## Some technical notes about audio parameters

- The sampled signal is obtained in the Linear Pulse Code Modulation (LPCM).
- The signal is stereo (`nchanells=2`), but it is only used the left-side signal.
- It is utilized 16 bits (2 bytes) per sample to encode the audio. The native data type of this data is `int16`, which is capable of storing a [range from](https://www.mathworks.com/help/matlab/ref/audioread.html) `-32768` up to `+32767`.
- The data type is converted to `float` because of the numeric precision and because the floating point in `Python` [is interpreted as](https://docs.python.org/3/library/stdtypes.html#numeric-types-int-float-complex) `double` in `C`, which is convenient.
- The raw data is normalized by its l2 norm for each frame.
- The original sampling rate is $44.1\;kHz$. But each recording is downsampled into two different signals, with a sampling rate of $F_s = 22.05\;kHz$.
- The audio dataset comprises five classes (the speeches "avançar", "recuar", "parar", "direita", and "esquerda"), each with 10 recordings, totalizing 50 files.

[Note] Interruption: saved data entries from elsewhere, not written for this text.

//! Git hook policy (husky).

use std::path::Path;

use futures::future::{BoxFuture, FutureExt};

use crate::check::{CheckResult, Violation};
use crate::config::HooksConfig;
use crate::tools::{Tool, ToolContext, ToolInfo};

pub const INFO: ToolInfo = ToolInfo {
    id: "hooks",
    name: "Hooks",
    rule: "process.hooks",
};

const HUSKY_DIR: &str = ".husky";

pub struct Hooks {
    config: HooksConfig,
}

impl Hooks {
    pub fn new(config: HooksConfig) -> Self {
        Self { config }
    }
}

impl Tool for Hooks {
    fn info(&self) -> ToolInfo {
        INFO
    }

    fn run<'a>(&'a self, ctx: &'a ToolContext) -> BoxFuture<'a, anyhow::Result<CheckResult>> {
        let result = INFO.result(check_hooks(&ctx.root, &self.config));
        futures::future::ready(Ok(result)).boxed()
    }

    fn audit<'a>(&'a self, ctx: &'a ToolContext) -> BoxFuture<'a, anyhow::Result<CheckResult>> {
        self.run(ctx)
    }
}

pub fn check_hooks(root: &Path, config: &HooksConfig) -> Vec<Violation> {
    let husky = root.join(HUSKY_DIR);
    if !husky.is_dir() {
        if config.require_husky {
            return vec![INFO.violation("Husky not installed").file(HUSKY_DIR)];
        }
        if config.require_hooks.is_empty() && config.commands.is_empty() {
            return Vec::new();
        }
    }

    let mut violations = Vec::new();

    for hook in &config.require_hooks {
        if !husky.join(hook).is_file() {
            violations.push(
                INFO.violation(format!("Required hook \"{}\" not found", hook))
                    .file(format!("{}/{}", HUSKY_DIR, hook)),
            );
        }
    }

    for (hook, commands) in &config.commands {
        let path = format!("{}/{}", HUSKY_DIR, hook);
        let Ok(script) = std::fs::read_to_string(root.join(&path)) else {
            if !config.require_hooks.contains(hook) {
                violations.push(
                    INFO.violation(format!("Required hook \"{}\" not found", hook))
                        .file(path),
                );
            }
            continue;
        };
        for command in commands {
            if !script_runs(&script, command) {
                violations.push(
                    INFO.violation(format!(
                        "Hook \"{}\" does not run \"{}\"",
                        hook, command
                    ))
                    .file(path.clone()),
                );
            }
        }
    }

    violations
}

/// Whether a non-comment line of the script contains `command`.
fn script_runs(script: &str, command: &str) -> bool {
    script
        .lines()
        .map(str::trim)
        .filter(|line| !line.starts_with('#'))
        .any(|line| line.contains(command))
}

With the downsampling, we have 20 recordings by class. Considering that the `.wav` file is stereo, that is, `nchannel=2`, the number of audio recordings by class is increased to 40. From each of these recordings, it is extracted a discrete-time signal, which is converted to a $N_s$-dimensional vector, being $N_s$ the number of samples of this signal.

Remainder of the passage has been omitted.